As the articles state, the Occupy movement is making another social network
because Facebook and Twitter don't work nearly efficient enough for
"organizing Occupy crap". Nor have any major government attacks on Occupy
Boston (for example) managed to stop the movement.

------
aero142
The parallel thing I see happing is the strengthening of subcultures. Although
the internet is bringing the world closer together, it also seems to be
allowing like minded people to build lasting subcultures. Reddit has several
of these. This is a pattern I have seen a lot.

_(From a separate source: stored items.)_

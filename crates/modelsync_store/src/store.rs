//! The store client contract.

use crate::error::StoreResult;
use crate::event::EventBus;
use crate::record::Record;
use crate::types::{EntityType, Origin, RecordId};
use async_trait::async_trait;

/// Options passed to every store write.
#[derive(Debug, Clone, Copy, Default, PartialEq, Eq)]
pub struct WriteOptions {
    /// Origin echoed on the change event this write produces.
    pub origin: Origin,
}

impl WriteOptions {
    /// Options for a write issued by the adapter itself.
    pub const fn local() -> Self {
        Self {
            origin: Origin::Local,
        }
    }

    /// Options for a write from anywhere else.
    pub const fn remote() -> Self {
        Self {
            origin: Origin::Remote,
        }
    }
}

/// Query for [`Store::find_all`].
#[derive(Debug, Clone, PartialEq)]
pub enum FindAll {
    /// Every record of one type.
    Type(EntityType),
    /// Every record, of any type, whose attributes contain the filter.
    Matching(Record),
}

/// A local-first store client.
///
/// Stores hold the durable copy of every record and emit a
/// [`StoreEvent`](crate::StoreEvent) on their [`EventBus`] after each
/// successful write.
///
/// # Invariants
///
/// - A write emits exactly one event, carrying the origin from its
///   [`WriteOptions`]
/// - Events are emitted after the write is visible to reads
/// - Failures are reported as [`StoreError`](crate::StoreError) values and
///   never emit an event
///
/// # Implementors
///
/// - [`crate::MemoryStore`] - in-memory store
/// - [`crate::MockStore`] - scripted test double
#[async_trait]
pub trait Store: Send + Sync {
    /// Finds one record by type and id.
    async fn find(&self, entity_type: &EntityType, id: &RecordId) -> StoreResult<Record>;

    /// Finds every record matching the query.
    async fn find_all(&self, query: &FindAll) -> StoreResult<Vec<Record>>;

    /// Adds a record, returning it as stored (with its id).
    async fn add(
        &self,
        entity_type: &EntityType,
        attrs: Record,
        options: WriteOptions,
    ) -> StoreResult<Record>;

    /// Applies changes to an existing record.
    async fn update(
        &self,
        entity_type: &EntityType,
        id: &RecordId,
        changes: Record,
        options: WriteOptions,
    ) -> StoreResult<Record>;

    /// Applies changes to a record, adding it if it does not exist.
    async fn update_or_add(
        &self,
        entity_type: &EntityType,
        id: &RecordId,
        changes: Record,
        options: WriteOptions,
    ) -> StoreResult<Record>;

    /// Removes a record, returning its last stored state.
    async fn remove(
        &self,
        entity_type: &EntityType,
        id: &RecordId,
        options: WriteOptions,
    ) -> StoreResult<Record>;

    /// Returns the change event bus.
    fn events(&self) -> &EventBus;

    /// Returns the endpoint this client was opened against, if any.
    fn base_url(&self) -> Option<&str> {
        None
    }
}
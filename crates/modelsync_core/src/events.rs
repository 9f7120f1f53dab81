//! Domain events raised by models and collections.

use crate::dispatcher::Method;
use crate::model::Model;
use modelsync_store::{Origin, Record};
use parking_lot::RwLock;
use std::fmt;
use std::sync::atomic::{AtomicU64, Ordering};
use std::sync::Arc;

/// Events raised by a [`Model`].
#[derive(Debug, Clone, PartialEq)]
pub enum ModelEvent {
    /// Attributes changed.
    Change {
        /// The attributes that changed, with their new values.
        changed: Record,
        /// Local for `set` and sync results, Remote for store echoes.
        origin: Origin,
    },
    /// The model was destroyed.
    Destroy {
        /// Who asked for the destruction.
        origin: Origin,
    },
    /// A store call for the model succeeded.
    Sync {
        /// The method that completed.
        method: Method,
    },
}

/// Events raised by a [`Collection`](crate::Collection).
#[derive(Debug, Clone)]
pub enum CollectionEvent {
    /// A model joined the collection.
    Add {
        /// The added model.
        model: Arc<Model>,
    },
    /// A model left the collection.
    Remove {
        /// The removed model.
        model: Arc<Model>,
    },
    /// A remotely added record was inserted.
    Create {
        /// The inserted record.
        record: Record,
        /// Origin of the store change.
        origin: Origin,
    },
    /// A remotely updated record was merged.
    Update {
        /// The merged record.
        record: Record,
        /// Origin of the store change.
        origin: Origin,
    },
    /// A store call for the collection succeeded.
    Sync {
        /// The method that completed.
        method: Method,
    },
}

/// Handle returned by [`Observers::subscribe`].
#[derive(Debug, Clone, Copy, PartialEq, Eq, Hash)]
pub struct ListenerId(u64);

type Listener<E> = Arc<dyn Fn(&E) + Send + Sync>;

/// Typed listener registry.
///
/// Listeners are invoked outside the registry lock, so they may subscribe
/// and unsubscribe while an event is being delivered.
pub struct Observers<E> {
    listeners: RwLock<Vec<(ListenerId, Listener<E>)>>,
    next_id: AtomicU64,
}

impl<E> Observers<E> {
    /// Creates an empty registry.
    pub fn new() -> Self {
        Self {
            listeners: RwLock::new(Vec::new()),
            next_id: AtomicU64::new(1),
        }
    }

    /// Registers a listener.
    pub fn subscribe<F>(&self, listener: F) -> ListenerId
    where
        F: Fn(&E) + Send + Sync + 'static,
    {
        let id = ListenerId(self.next_id.fetch_add(1, Ordering::SeqCst));
        self.listeners.write().push((id, Arc::new(listener)));
        id
    }

    /// Removes a listener. Returns false if it was not registered.
    pub fn unsubscribe(&self, id: ListenerId) -> bool {
        let mut listeners = self.listeners.write();
        let before = listeners.len();
        listeners.retain(|(existing, _)| *existing != id);
        listeners.len() != before
    }

    /// Delivers an event to every listener.
    pub fn emit(&self, event: &E) -> usize {
        let listeners: Vec<Listener<E>> = self
            .listeners
            .read()
            .iter()
            .map(|(_, listener)| Arc::clone(listener))
            .collect();

        for listener in &listeners {
            listener(event);
        }
        listeners.len()
    }

    /// Returns the number of listeners.
    pub fn len(&self) -> usize {
        self.listeners.read().len()
    }

    /// Returns true if nothing is listening.
    pub fn is_empty(&self) -> bool {
        self.len() == 0
    }
}

impl<E> Default for Observers<E> {
    fn default() -> Self {
        Self::new()
    }
}

impl<E> fmt::Debug for Observers<E> {
    fn fmt(&self, f: &mut fmt::Formatter<'_>) -> fmt::Result {
        f.debug_struct("Observers").field("listeners", &self.len()).finish()
    }
}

These subcultures might have
sprung up before but after the initial enthusiasm dies out, the subculture
moves on. Now, it seems that these subcultures persist and keep growing,
building group identity, language, and camaraderie. The Ron Paul supporters
have stuck around for years because of this and now they have the growing
organization to push through to the mainstream, but it is the lingering
subculture behind it , this strong foundation, that is allowing them to push
through the normal barriers that would have prevented this in the past.

------
gfodor
One bullet point missing I think that is important is the democratization of
education I think started in earnest this year. Khan Academy has entered the
zeitgeist and Stanford and MIT are now opening up classes to the public. If
this continues we could see a much more educated and informed public, which
obviously is healthy for democracy in the same way these movements are.